Shaver Stephanie L, Mayhew Philipp D, Steffey Michele A, Hunt Geraldine B, Mayhew Kelli N, Culp William T N
Department of Surgical and Radiological Sciences, School of Veterinary Medicine, University of California-Davis, Davis, California.
Vet Surg. 2015 Jul;44 Suppl 1:71-5. doi: 10.1111/j.1532-950X.2014.12312.x. Epub 2014 Dec 18.
To describe surgical techniques for multiple port laparoscopic splenectomy (MLS) in dogs and report short-term outcome.
Retrospective case series.
Dogs (n = 10) with naturally occurring splenic disease.

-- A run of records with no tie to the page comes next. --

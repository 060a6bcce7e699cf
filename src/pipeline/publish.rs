//! Publication of JSON files to the site repository.

use crate::config::PublishConfig;
use crate::domain::EntityKind;
use crate::error::{AppError, Result};
use crate::infra::{CommitResult, FileCommit, SourceControl};
use crate::metrics::PublishMetrics;
use crate::storage::Storage;
use chrono::Utc;
use serde_json::json;
use std::sync::Arc;
use tracing::{info, warn};

pub struct Publisher {
    source_control: Arc<dyn SourceControl>,
    storage: Arc<dyn Storage>,
    events_path: String,
    actors_path: String,
}

impl Publisher {
    pub fn new(source_control: Arc<dyn SourceControl>, storage: Arc<dyn Storage>, config: &PublishConfig) -> Self {
        Self {
            source_control,
            storage,
            events_path: config.events_path.clone(),
            actors_path: config.actors_path.clone(),
        }
    }

    /// Creates or updates one file. The revision marker is read immediately before the write;
    /// a provider-side conflict comes back as a retryable `PublishConflict`.
    pub async fn commit_file(&self, commit: FileCommit) -> Result<CommitResult> {
        if commit.path.trim().is_empty() {
            return Err(AppError::Validation("filePath is required".into()));
        }
        if commit.message.trim().is_empty() {
            return Err(AppError::Validation("commitMessage is required".into()));
        }

        let prior_sha = self.source_control.file_sha(&commit.path).await?;
        match self.source_control.put_file(&commit, prior_sha.as_deref()).await {
            Ok(result) => {
                PublishMetrics::committed();
                info!(
                    "📤 {} {} ({})",
                    if result.created { "Created" } else { "Updated" },
                    commit.path,
                    result.sha
                );
                Ok(result)
            }
            Err(e @ AppError::PublishConflict(_)) => {
                PublishMetrics::conflict();
                warn!(path = %commit.path, "file changed since its revision was read");
                Err(e)
            }
            Err(e) => Err(e),
        }
    }

    /// Commits every stored actor or event as one pretty-printed JSON document.
    pub async fn publish_snapshot(&self, kind: EntityKind) -> Result<CommitResult> {
        let (path, content, count) = match kind {
            EntityKind::Events => {
                let mut events = self.storage.all_events().await?;
                events.sort_by(|a, b| a.date.cmp(&b.date).then(a.id.cmp(&b.id)));
                let count = events.len();
                (self.events_path.clone(), serde_json::to_string_pretty(&json!({ "events": events }))?, count)
            }
            EntityKind::Actors => {
                let mut actors = self.storage.all_actors().await?;
                actors.sort_by_key(|a| a.name.to_lowercase());
                let count = actors.len();
                (self.actors_path.clone(), serde_json::to_string_pretty(&json!({ "actors": actors }))?, count)
            }
        };

        let message = format!(
            "Update {} ({} entries) - {}",
            kind.as_str(),
            count,
            Utc::now().format("%Y-%m-%d %H:%M")
        );
        self.commit_file(FileCommit { path, content, message }).await
    }
}

#[cfg(test)]
mod tests {
    use super::*;
    use crate::storage::InMemoryStorage;
    use crate::testing::RecordingSourceControl;

    fn publisher(source_control: Arc<RecordingSourceControl>) -> Publisher {
        Publisher::new(source_control, Arc::new(InMemoryStorage::new()), &PublishConfig::default())
    }

    fn commit(path: &str) -> FileCommit {
        FileCommit {
            path: path.into(),
            content: "[]".into(),
            message: "update".into(),
        }
    }

    #[tokio::test]
    async fn test_create_then_update_uses_fresh_revision() {
        let scm = Arc::new(RecordingSourceControl::new());
        let publisher = publisher(scm.clone());

        let first = publisher.commit_file(commit("data/events-data.json")).await.unwrap();
        assert!(first.created);
        let second = publisher.commit_file(commit("data/events-data.json")).await.unwrap();
        assert!(!second.created);
        assert_eq!(scm.prior_shas(), vec![None, Some(first.sha)]);
    }

    #[tokio::test]
    async fn test_conflict_is_surfaced() {
        let scm = Arc::new(RecordingSourceControl::new().conflicting());
        let err = publisher(scm).commit_file(commit("data/actors-data.json")).await.unwrap_err();
        assert!(matches!(err, AppError::PublishConflict(_)));
        assert!(err.is_retryable());
    }

    #[tokio::test]
    async fn test_missing_fields_rejected_before_any_call() {
        let scm = Arc::new(RecordingSourceControl::new());
        let err = publisher(scm.clone()).commit_file(commit("")).await.unwrap_err();
        assert!(matches!(err, AppError::Validation(_)));
        assert!(scm.prior_shas().is_empty());
    }
}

Medical records (March 2012-March 2013) of dogs that had MLS were reviewed. Data retrieved included signalment, weight, clinical signs, physical examination findings, preoperative laboratory and ultrasonographic findings, port number, size, and location, patient positioning, additional procedures performed, surgical duration, histopathologic diagnosis, duration of hospitalization, and perioperative complications.
Ten dogs (median weight, 28.7 kg; range, 20.2-46.0 kg) had MLS using a 3 or 4 port technique and a vessel-sealing device for tissue dissection along the splenic hilus. Dog positioning varied because of additional laparoscopic or laparoscopic-assisted procedures including adrenalectomy (n = 2), ovariectomy (1), gastropexy (1), and intestinal resection and anastomosis (1). Conversion to an open approach was necessary in 1 dog because of inadequate visibility caused by omental adhesions. One dog had hemorrhage from an omental vessel, but open conversion was not required.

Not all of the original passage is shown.